Mise en scène de l’abus sexuel dans le sport sous forme de parcours initiatique d’une adolescente, ce premier long-métrage immersif est signé Charlène Favier. Un itinéraire tendu à l’esthétique impressionnante.
Dès le premier plan, la réalisatrice place son récit dans l’action et au plus près du corps. Lyz s’échauffe avec ses jeunes camarades de ski-études à Bourg-Saint-Maurice, sous la houlette de leur entraîneur. C’est l’histoire d’une fille de quinze ans qui en veut. Réussir, gagner des épreuves, remporter des médailles, la petite est prête à y aller. Et pour cela, il faut en passer par le grand manitou (« manie tout »), son coach. Exercice, alimentation, rythme, silhouette, il scrute et décide de tout. Facile donc de tomber sous l’emprise de cet ex-champion, qui intervient partout où la mère de l’ado, concentrée sur sa propre vie à Marseille, fait défaut. Même sur les effets du cycle menstruel sur la pratique sportive. L’emprise se répand et mène le jeu. Jusqu’à faire fi du consentement de la gamine.

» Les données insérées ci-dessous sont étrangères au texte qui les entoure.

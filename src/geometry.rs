//! Lab-frame model of the calorimeter plane
//!
//! The calorimeter stands at a fixed distance from the target, on the other
//! side of the beam line from the electron spectrometer, tilted about the
//! lab vertical (y) axis. Everything downstream of this module works in the
//! plane's local 2-D coordinates, so the basis derived here must be exactly
//! orthonormal.

use crate::numeric::{floats::consts::PI, Float};

use nalgebra::Vector3;

use prefix_num_ops::real::*;

/// Position and orientation of the calorimeter plane, derived once per run
#[derive(Debug, Clone)]
pub struct DetectorGeometry {
    /// Center of the calorimeter face (lab frame, m)
    pub origin: Vector3<Float>,

    /// Unit normal of the plane, pointing back toward the target
    pub normal: Vector3<Float>,

    /// In-plane unit vector of the local "x" (dispersive) coordinate
    pub horizontal: Vector3<Float>,

    /// In-plane unit vector of the local "y" (non-dispersive) coordinate
    pub vertical: Vector3<Float>,
}
//
impl DetectorGeometry {
    /// Build the plane basis from the calorimeter distance (m) and tilt
    /// angle about the lab vertical axis (rad)
    ///
    /// The raw in-plane direction inherited from the reference analysis is
    /// only orthogonal to the normal at a 45 degree tilt, so its normal
    /// component is removed and the result renormalized before the last
    /// basis vector is taken as a cross product. {normal, horizontal,
    /// vertical} is then a right-handed orthonormal frame for any tilt.
    pub fn new(distance: Float, angle: Float) -> Self {
        assert!(distance > 0., "calorimeter distance must be positive");
        assert!(
            angle > 0. && angle < PI / 2.,
            "calorimeter tilt must lie in (0, pi/2)"
        );

        let origin = Vector3::new(-distance * sin(angle), 0., distance * cos(angle));
        let normal = Vector3::new(sin(angle), 0., cos(angle));

        let raw = Vector3::new(sin(PI - angle), 0., cos(PI - angle));
        let vertical = (raw - normal * raw.dot(&normal)).normalize();
        let horizontal = vertical.cross(&normal);

        DetectorGeometry {
            origin,
            normal,
            horizontal,
            vertical,
        }
    }
}
//! Resolution of the run configuration from its enumerated names
//!
//! The original analysis repeated an if/else ladder over the kinematics name
//! in every script variant, and the copies had drifted apart (beam energies
//! of 4.291 vs 4.30 GeV for the same setting). The lookup table below is the
//! single source of truth for all run-period constants.

use crate::{error::AnalysisError, evcut::EventCut, numeric::Float};

use std::{
    path::{Path, PathBuf},
    str::FromStr,
};

/// Nucleon rest mass (GeV)
pub const NUCLEON_MASS: Float = 0.9385;

/// Distance from the target to the HCAL front face (m), common to all
/// kinematics settings
const HCAL_DISTANCE: Float = 17.0;

/// Enumerated kinematics settings of the experiment
#[derive(Debug, Clone, Copy, PartialEq, Eq)]
pub enum Kinematics {
    /// GEN2 running, E_beam = 4.291 GeV
    Kin2,
    /// GEN3 running, E_beam = 6.373 GeV
    Kin3,
    /// GEN4 running, E_beam = 8.448 GeV
    Kin4a,
    /// GEN4b running, same beam as kin4a with a different field setting
    Kin4b,
}
//
impl Kinematics {
    /// Every valid kinematics setting
    pub const ALL: [Kinematics; 4] = [
        Kinematics::Kin2,
        Kinematics::Kin3,
        Kinematics::Kin4a,
        Kinematics::Kin4b,
    ];

    /// Name used on the command line and in data directory paths
    pub fn tag(self) -> &'static str {
        match self {
            Kinematics::Kin2 => "kin2",
            Kinematics::Kin3 => "kin3",
            Kinematics::Kin4a => "kin4a",
            Kinematics::Kin4b => "kin4b",
        }
    }
}

impl FromStr for Kinematics {
    type Err = AnalysisError;

    fn from_str(s: &str) -> Result<Self, Self::Err> {
        match s {
            "kin2" => Ok(Kinematics::Kin2),
            "kin3" => Ok(Kinematics::Kin3),
            "kin4a" => Ok(Kinematics::Kin4a),
            "kin4b" => Ok(Kinematics::Kin4b),
            _ => Err(AnalysisError::InvalidConfiguration(s.to_owned())),
        }
    }
}

/// Target material in the scattering chamber
#[derive(Debug, Clone, Copy, PartialEq, Eq)]
pub enum Target {
    /// Polarized helium-3 cell
    He3,
    /// Hydrogen reference cell
    Hydrogen,
}
//
impl Target {
    /// Name used on the command line and in data directory paths
    pub fn tag(self) -> &'static str {
        match self {
            Target::He3 => "He3",
            Target::Hydrogen => "H",
        }
    }
}

impl FromStr for Target {
    type Err = AnalysisError;

    fn from_str(s: &str) -> Result<Self, Self::Err> {
        match s {
            "He3" => Ok(Target::He3),
            "H" => Ok(Target::Hydrogen),
            _ => Err(AnalysisError::InvalidTarget(s.to_owned())),
        }
    }
}

/// Reconstruction pass the input data comes from
#[derive(Debug, Clone, Copy, PartialEq, Eq)]
pub enum Pass {
    /// First reconstruction pass
    Pass1,
    /// Second reconstruction pass
    Pass2,
}
//
impl Pass {
    /// Name used on the command line and in data directory paths
    pub fn tag(self) -> &'static str {
        match self {
            Pass::Pass1 => "pass1",
            Pass::Pass2 => "pass2",
        }
    }
}

impl FromStr for Pass {
    type Err = AnalysisError;

    fn from_str(s: &str) -> Result<Self, Self::Err> {
        match s {
            "pass1" => Ok(Pass::Pass1),
            "pass2" => Ok(Pass::Pass2),
            _ => Err(AnalysisError::InvalidPass(s.to_owned())),
        }
    }
}

/// Which scattering hypothesis supplies the recoil direction that is
/// intersected with the calorimeter plane
///
/// The reference analysis was ambiguous on this point (one script projected
/// the elastic-hypothesis recoil, a near-identical one the measured-energy
/// recoil), so the choice is an explicit named setting rather than an
/// accident of which temporary was passed where.
#[derive(Debug, Clone, Copy, PartialEq, Eq)]
pub enum DirectionSource {
    /// Recoil of the elastic two-body solution
    Elastic,
    /// Recoil built from the measured track energy
    Measured,
}

/// Constants of one experimental run period
#[derive(Debug, Clone)]
pub struct ExperimentConfig {
    /// Kinematics setting these constants belong to
    pub kinematics: Kinematics,

    /// Run-period name used in data file names
    pub experiment_name: &'static str,

    /// Beam energy (GeV)
    pub beam_energy: Float,

    /// HCAL distance from the target (m)
    pub hcal_distance: Float,

    /// HCAL tilt angle about the lab vertical axis (rad)
    pub hcal_angle: Float,

    /// Hypothesis supplying the projection direction
    pub direction_source: DirectionSource,

    /// Per-event selection thresholds
    pub cuts: EventCut,
}
//
impl ExperimentConfig {
    /// Look up the constants of a kinematics setting
    ///
    /// Only the beam energy, calorimeter tilt and Q² floor vary across
    /// settings; everything else is common to the whole experiment.
    pub fn for_kinematics(kinematics: Kinematics) -> Self {
        let (experiment_name, beam_energy, angle_deg, min_q2) = match kinematics {
            Kinematics::Kin2 => ("GEN2", 4.291, 34.7, 2.0),
            Kinematics::Kin3 => ("GEN3", 6.373, 21.6, 5.2),
            Kinematics::Kin4a => ("GEN4", 8.448, 18.0, 8.0),
            Kinematics::Kin4b => ("GEN4b", 8.448, 18.0, 8.0),
        };
        ExperimentConfig {
            kinematics,
            experiment_name,
            beam_energy,
            hcal_distance: HCAL_DISTANCE,
            hcal_angle: (angle_deg as Float).to_radians(),
            direction_source: DirectionSource::Elastic,
            cuts: EventCut::with_min_q2(min_q2),
        }
    }

    /// Input file location derived from {pass, kinematics, target}
    ///
    /// This is a packaging convention of the experiment's data layout, not
    /// part of the analysis logic.
    pub fn input_path(&self, base_dir: &Path, target: Target, pass: Pass) -> PathBuf {
        base_dir
            .join("data")
            .join("raw")
            .join(pass.tag())
            .join(format!("{}_{}", self.kinematics.tag(), target.tag()))
            .join(format!(
                "QE_data_{}_sbs100p_nucleon_np.tsv",
                self.experiment_name
            ))
    }

    /// Display the configuration before the run starts
    pub fn print(&self) {
        println!("Kinematics          : {}", self.kinematics.tag());
        println!("Experiment          : {}", self.experiment_name);
        println!("E beam        (GeV) : {}", self.beam_energy);
        println!("Nucleon mass  (GeV) : {}", NUCLEON_MASS);
        println!("HCAL distance   (m) : {}", self.hcal_distance);
        println!("HCAL angle    (rad) : {}", self.hcal_angle);
        println!("Q2 minimum   (GeV2) : {}", self.cuts.min_q2);
        println!("W2 maximum   (GeV2) : {}", self.cuts.max_w2);
    }
}

#[cfg(test)]
mod tests {
    use super::*;

    #[test]
    fn every_setting_resolves() {
        for kinematics in Kinematics::ALL {
            let cfg = ExperimentConfig::for_kinematics(kinematics);
            assert_eq!(cfg.kinematics, kinematics);
            assert!(cfg.beam_energy > 0.);
            assert!(cfg.hcal_angle > 0. && cfg.hcal_angle < crate::numeric::floats::consts::FRAC_PI_2);
            assert_eq!(cfg.direction_source, DirectionSource::Elastic);
        }
    }

    #[test]
    fn name_round_trips() {
        for kinematics in Kinematics::ALL {
            assert_eq!(kinematics.tag().parse::<Kinematics>().unwrap(), kinematics);
        }
        assert_eq!("He3".parse::<Target>().unwrap(), Target::He3);
        assert_eq!("H".parse::<Target>().unwrap(), Target::Hydrogen);
        assert_eq!("pass2".parse::<Pass>().unwrap(), Pass::Pass2);
    }

    #[test]
    fn unknown_names_are_rejected() {
        use crate::error::AnalysisError;
        assert!(matches!(
            "kin5".parse::<Kinematics>(),
            Err(AnalysisError::InvalidConfiguration(_))
        ));
        assert!(matches!(
            "D2".parse::<Target>(),
            Err(AnalysisError::InvalidTarget(_))
        ));
        assert!(matches!(
            "pass3".parse::<Pass>(),
            Err(AnalysisError::InvalidPass(_))
        ));
    }

    #[test]
    fn input_path_follows_the_data_layout() {
        let cfg = ExperimentConfig::for_kinematics(Kinematics::Kin2);
        let path = cfg.input_path(Path::new("/work"), Target::Hydrogen, Pass::Pass1);
        assert_eq!(
            path,
            Path::new("/work/data/raw/pass1/kin2_H/QE_data_GEN2_sbs100p_nucleon_np.tsv")
        );
    }
}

S’inspirant de son propre vécu, sans pour autant faire de Lyz et de son parcours un double calqué sur sa biographie, Charlène Favier impressionne pour ses débuts dans le format long. Elle tient son histoire et étoffe la dénonciation, en déployant les liens complexes entre fascination et besoin, contamination et infection. L’ambivalence nourrit la construction des deux personnages et de leur relation. Pour ce faire, la cinéaste mène à bien la décennie écoulée, à filmer portraits, courts-métrages, fictions et documentaires. Aidée de son équipe, dont l’excellent directeur de la photographie Yann Maritaud, elle met en place une esthétique précise, qui magnifie la montagne omniprésente, imposante, isolante, tout en jouant d’un ballet entre chaud et froid, entre plans fixes, mouvements lents de caméra et vélocité des descentes en slalom. Le traitement du bleu, puis du rouge envahissant l’écran, et des divers sources et transits de lumière (soleil, éclairages, vitres, neige, eau de piscine) relèvent d’un méticuleux travail, qui ancre les protagonistes dans un conte moderne glaçant.
Noée Abita, révélée il y a trois ans dans Ava de Léa Mysius, regard sur une autre héroïne volontaire, irrigue le film de sa détermination angélique et frondeuse. Comme dans le court-métrage Odol Gorri de la même Charlène, elle traverse la zone dangereuse de l’abus-fascination avec un homme adulte. Elle irradie de résistance en petit chaperon rouge au corps qui endure, souffre, saigne, face aux loups réels et métaphoriques. Jérémie Renier endosse avec puissance et finesse la peau de celui qui manipule et déraille, aveuglé par lui-même. Ensemble, et avec la réalisatrice, ils donnent chair et souffle à ce trajet maîtrisé vers la résilience et la fin de l’omerta.